Saved entries:
——————
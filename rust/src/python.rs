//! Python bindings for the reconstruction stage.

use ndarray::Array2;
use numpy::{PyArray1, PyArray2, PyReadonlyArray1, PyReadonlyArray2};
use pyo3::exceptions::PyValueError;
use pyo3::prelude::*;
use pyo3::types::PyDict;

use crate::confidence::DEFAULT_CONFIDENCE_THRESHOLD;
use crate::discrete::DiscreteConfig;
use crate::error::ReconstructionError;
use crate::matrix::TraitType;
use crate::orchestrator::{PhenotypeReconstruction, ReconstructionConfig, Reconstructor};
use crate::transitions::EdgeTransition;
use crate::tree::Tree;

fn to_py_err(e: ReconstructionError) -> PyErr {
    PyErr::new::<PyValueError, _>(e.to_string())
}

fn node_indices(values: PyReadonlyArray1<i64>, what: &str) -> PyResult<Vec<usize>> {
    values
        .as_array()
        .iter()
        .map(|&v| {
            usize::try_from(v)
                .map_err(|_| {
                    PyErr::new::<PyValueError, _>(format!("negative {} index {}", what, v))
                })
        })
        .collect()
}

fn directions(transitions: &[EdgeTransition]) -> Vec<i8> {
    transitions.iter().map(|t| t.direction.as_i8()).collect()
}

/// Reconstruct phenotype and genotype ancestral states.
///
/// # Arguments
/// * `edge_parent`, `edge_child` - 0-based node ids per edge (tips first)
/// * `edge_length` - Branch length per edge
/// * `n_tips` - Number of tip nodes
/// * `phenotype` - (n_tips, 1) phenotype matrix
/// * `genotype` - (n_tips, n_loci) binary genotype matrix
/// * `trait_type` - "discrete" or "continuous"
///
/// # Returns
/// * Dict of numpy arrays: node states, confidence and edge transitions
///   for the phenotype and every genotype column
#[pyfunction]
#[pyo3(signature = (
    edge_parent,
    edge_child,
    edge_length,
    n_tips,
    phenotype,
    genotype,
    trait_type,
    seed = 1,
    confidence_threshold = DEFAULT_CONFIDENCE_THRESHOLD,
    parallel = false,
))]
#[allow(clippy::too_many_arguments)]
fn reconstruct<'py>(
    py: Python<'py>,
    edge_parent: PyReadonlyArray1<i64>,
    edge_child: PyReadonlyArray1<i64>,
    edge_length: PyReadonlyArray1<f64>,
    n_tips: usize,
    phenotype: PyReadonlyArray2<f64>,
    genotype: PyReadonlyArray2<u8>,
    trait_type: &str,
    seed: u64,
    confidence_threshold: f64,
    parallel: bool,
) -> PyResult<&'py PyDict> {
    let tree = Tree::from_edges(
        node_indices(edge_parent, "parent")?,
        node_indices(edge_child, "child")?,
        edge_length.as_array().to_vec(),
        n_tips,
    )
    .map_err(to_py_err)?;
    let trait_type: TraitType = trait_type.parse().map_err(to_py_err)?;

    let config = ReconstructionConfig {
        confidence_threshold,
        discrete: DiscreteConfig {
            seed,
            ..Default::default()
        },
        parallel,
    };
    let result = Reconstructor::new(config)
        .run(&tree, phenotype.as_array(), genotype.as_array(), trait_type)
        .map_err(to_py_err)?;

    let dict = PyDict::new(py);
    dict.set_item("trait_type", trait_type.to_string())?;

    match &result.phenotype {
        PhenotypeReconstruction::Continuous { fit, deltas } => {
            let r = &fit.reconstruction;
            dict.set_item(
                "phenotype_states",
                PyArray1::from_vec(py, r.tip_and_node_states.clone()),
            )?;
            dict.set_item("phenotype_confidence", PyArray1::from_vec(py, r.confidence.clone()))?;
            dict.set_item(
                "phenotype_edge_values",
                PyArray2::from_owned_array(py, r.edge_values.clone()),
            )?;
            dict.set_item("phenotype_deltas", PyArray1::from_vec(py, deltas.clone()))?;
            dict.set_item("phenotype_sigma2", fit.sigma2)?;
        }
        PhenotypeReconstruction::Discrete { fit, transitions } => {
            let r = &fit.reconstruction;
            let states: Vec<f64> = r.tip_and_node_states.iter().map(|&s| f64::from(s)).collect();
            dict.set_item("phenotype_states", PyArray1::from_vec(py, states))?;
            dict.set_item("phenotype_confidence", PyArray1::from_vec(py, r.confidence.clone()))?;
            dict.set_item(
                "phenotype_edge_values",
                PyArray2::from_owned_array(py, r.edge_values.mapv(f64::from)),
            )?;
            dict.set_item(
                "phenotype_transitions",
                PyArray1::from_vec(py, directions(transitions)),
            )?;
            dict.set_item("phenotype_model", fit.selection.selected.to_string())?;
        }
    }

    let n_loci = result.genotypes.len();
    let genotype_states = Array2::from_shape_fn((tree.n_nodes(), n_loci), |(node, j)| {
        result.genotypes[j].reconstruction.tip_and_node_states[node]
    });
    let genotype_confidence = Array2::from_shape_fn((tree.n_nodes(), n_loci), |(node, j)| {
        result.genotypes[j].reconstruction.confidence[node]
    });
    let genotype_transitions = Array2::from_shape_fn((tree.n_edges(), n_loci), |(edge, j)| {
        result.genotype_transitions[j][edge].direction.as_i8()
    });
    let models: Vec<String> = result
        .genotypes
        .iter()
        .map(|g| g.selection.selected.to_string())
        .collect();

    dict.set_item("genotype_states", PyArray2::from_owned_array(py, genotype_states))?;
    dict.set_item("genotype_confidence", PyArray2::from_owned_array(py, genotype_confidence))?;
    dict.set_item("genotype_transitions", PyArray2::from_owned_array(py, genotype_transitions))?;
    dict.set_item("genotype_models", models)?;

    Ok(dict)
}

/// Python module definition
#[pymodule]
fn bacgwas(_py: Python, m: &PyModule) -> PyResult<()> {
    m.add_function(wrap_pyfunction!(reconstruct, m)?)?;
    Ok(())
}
——————
### About this task
Now repeat the data exactly, keeping every line.

### Written reply
filename rust/src/python.rs
//! Python bindings for the reconstruction stage.

use ndarray::Array2;
use numpy::{PyArray1, PyArray2, PyReadonlyArray1, PyReadonlyArray2};
use pyo3::exceptions::PyValueError;
use pyo3::prelude::*;
use pyo3::types::PyDict;

use crate::confidence::DEFAULT_CONFIDENCE_THRESHOLD;
use crate::discrete::DiscreteConfig;
use crate::error::ReconstructionError;
use crate::matrix::TraitType;
use crate::orchestrator::{PhenotypeReconstruction, ReconstructionConfig, Reconstructor};
use crate::transitions::EdgeTransition;
use crate::tree::Tree;

fn to_py_err(e: ReconstructionError) -> PyErr {
    PyErr::new::<PyValueError, _>(e.to_string())
}

fn node_indices(values: PyReadonlyArray1<i64>, what: &str) -> PyResult<Vec<usize>> {
    values
        .as_array()
        .iter()
        .map(|&v| {
            usize::try_from(v)
                .map_err(|_| {
                    PyErr::new::<PyValueError, _>(format!("negative {} index {}", what, v))
                })
        })
        .collect()
}

fn directions(transitions: &[EdgeTransition]) -> Vec<i8> {
    transitions.iter().map(|t| t.direction.as_i8()).collect()
}

/// Reconstruct phenotype and genotype ancestral states.
///
/// # Arguments
/// * `edge_parent`, `edge_child` - 0-based node ids per edge (tips first)
/// * `edge_length` - Branch length per edge
/// * `n_tips` - Number of tip nodes
/// * `phenotype` - (n_tips, 1) phenotype matrix
/// * `genotype` - (n_tips, n_loci) binary genotype matrix
/// * `trait_type` - "discrete" or "continuous"
///
/// # Returns
/// * Dict of numpy arrays: node states, confidence and edge transitions
///   for the phenotype and every genotype column
#[pyfunction]
#[pyo3(signature = (
    edge_parent,
    edge_child,
    edge_length,
    n_tips,
    phenotype,
    genotype,
    trait_type,
    seed = 1,
    confidence_threshold = DEFAULT_CONFIDENCE_THRESHOLD,
    parallel = false,
))]
#[allow(clippy::too_many_arguments)]
fn reconstruct<'py>(
    py: Python<'py>,
    edge_parent: PyReadonlyArray1<i64>,
    edge_child: PyReadonlyArray1<i64>,
    edge_length: PyReadonlyArray1<f64>,
    n_tips: usize,
    phenotype: PyReadonlyArray2<f64>,
    genotype: PyReadonlyArray2<u8>,
    trait_type: &str,
    seed: u64,
    confidence_threshold: f64,
    parallel: bool,
) -> PyResult<&'py PyDict> {
    let tree = Tree::from_edges(
        node_indices(edge_parent, "parent")?,
        node_indices(edge_child, "child")?,
        edge_length.as_array().to_vec(),
        n_tips,
    )
    .map_err(to_py_err)?;
    let trait_type: TraitType = trait_type.parse().map_err(to_py_err)?;

    let config = ReconstructionConfig {
        confidence_threshold,
        discrete: DiscreteConfig {
            seed,
            ..Default::default()
        },
        parallel,
    };
    let result = Reconstructor::new(config)
        .run(&tree, phenotype.as_array(), genotype.as_array(), trait_type)
        .map_err(to_py_err)?;

    let dict = PyDict::new(py);
    dict.set_item("trait_type", trait_type.to_string())?;

    match &result.phenotype {
        PhenotypeReconstruction::Continuous { fit, deltas } => {
            let r = &fit.reconstruction;
            dict.set_item(
                "phenotype_states",
                PyArray1::from_vec(py, r.tip_and_node_states.clone()),
            )?;
            dict.set_item("phenotype_confidence", PyArray1::from_vec(py, r.confidence.clone()))?;
            dict.set_item(
                "phenotype_edge_values",
                PyArray2::from_owned_array(py, r.edge_values.clone()),
            )?;
            dict.set_item("phenotype_deltas", PyArray1::from_vec(py, deltas.clone()))?;
            dict.set_item("phenotype_sigma2", fit.sigma2)?;
        }
        PhenotypeReconstruction::Discrete { fit, transitions } => {
            let r = &fit.reconstruction;
            let states: Vec<f64> = r.tip_and_node_states.iter().map(|&s| f64::from(s)).collect();
            dict.set_item("phenotype_states", PyArray1::from_vec(py, states))?;
            dict.set_item("phenotype_confidence", PyArray1::from_vec(py, r.confidence.clone()))?;
            dict.set_item(
                "phenotype_edge_values",
                PyArray2::from_owned_array(py, r.edge_values.mapv(f64::from)),
            )?;
            dict.set_item(
                "phenotype_transitions",
                PyArray1::from_vec(py, directions(transitions)),
            )?;
            dict.set_item("phenotype_model", fit.selection.selected.to_string())?;
        }
    }

    let n_loci = result.genotypes.len();
    let genotype_states = Array2::from_shape_fn((tree.n_nodes(), n_loci), |(node, j)| {
        result.genotypes[j].reconstruction.tip_and_node_states[node]
    });
    let genotype_confidence = Array2::from_shape_fn((tree.n_nodes(), n_loci), |(node, j)| {
        result.genotypes[j].reconstruction.confidence[node]
    });
    let genotype_transitions = Array2::from_shape_fn((tree.n_edges(), n_loci), |(edge, j)| {
        result.genotype_transitions[j][edge].direction.as_i8()
    });
    let models: Vec<String> = result
        .genotypes
        .iter()
        .map(|g| g.selection.selected.to_string())
        .collect();

    dict.set_item("genotype_states", PyArray2::from_owned_array(py, genotype_states))?;
    dict.set_item("genotype_confidence", PyArray2::from_owned_array(py, genotype_confidence))?;
    dict.set_item("genotype_transitions", PyArray2::from_owned_array(py, genotype_transitions))?;
    dict.set_item("genotype_models", models)?;

    Ok(dict)
}

/// Python module definition
#[pymodule]
fn bacgwas(_py: Python, m: &PyModule) -> PyResult<()> {
    m.add_function(wrap_pyfunction!(reconstruct, m)?)?;
    Ok(())
}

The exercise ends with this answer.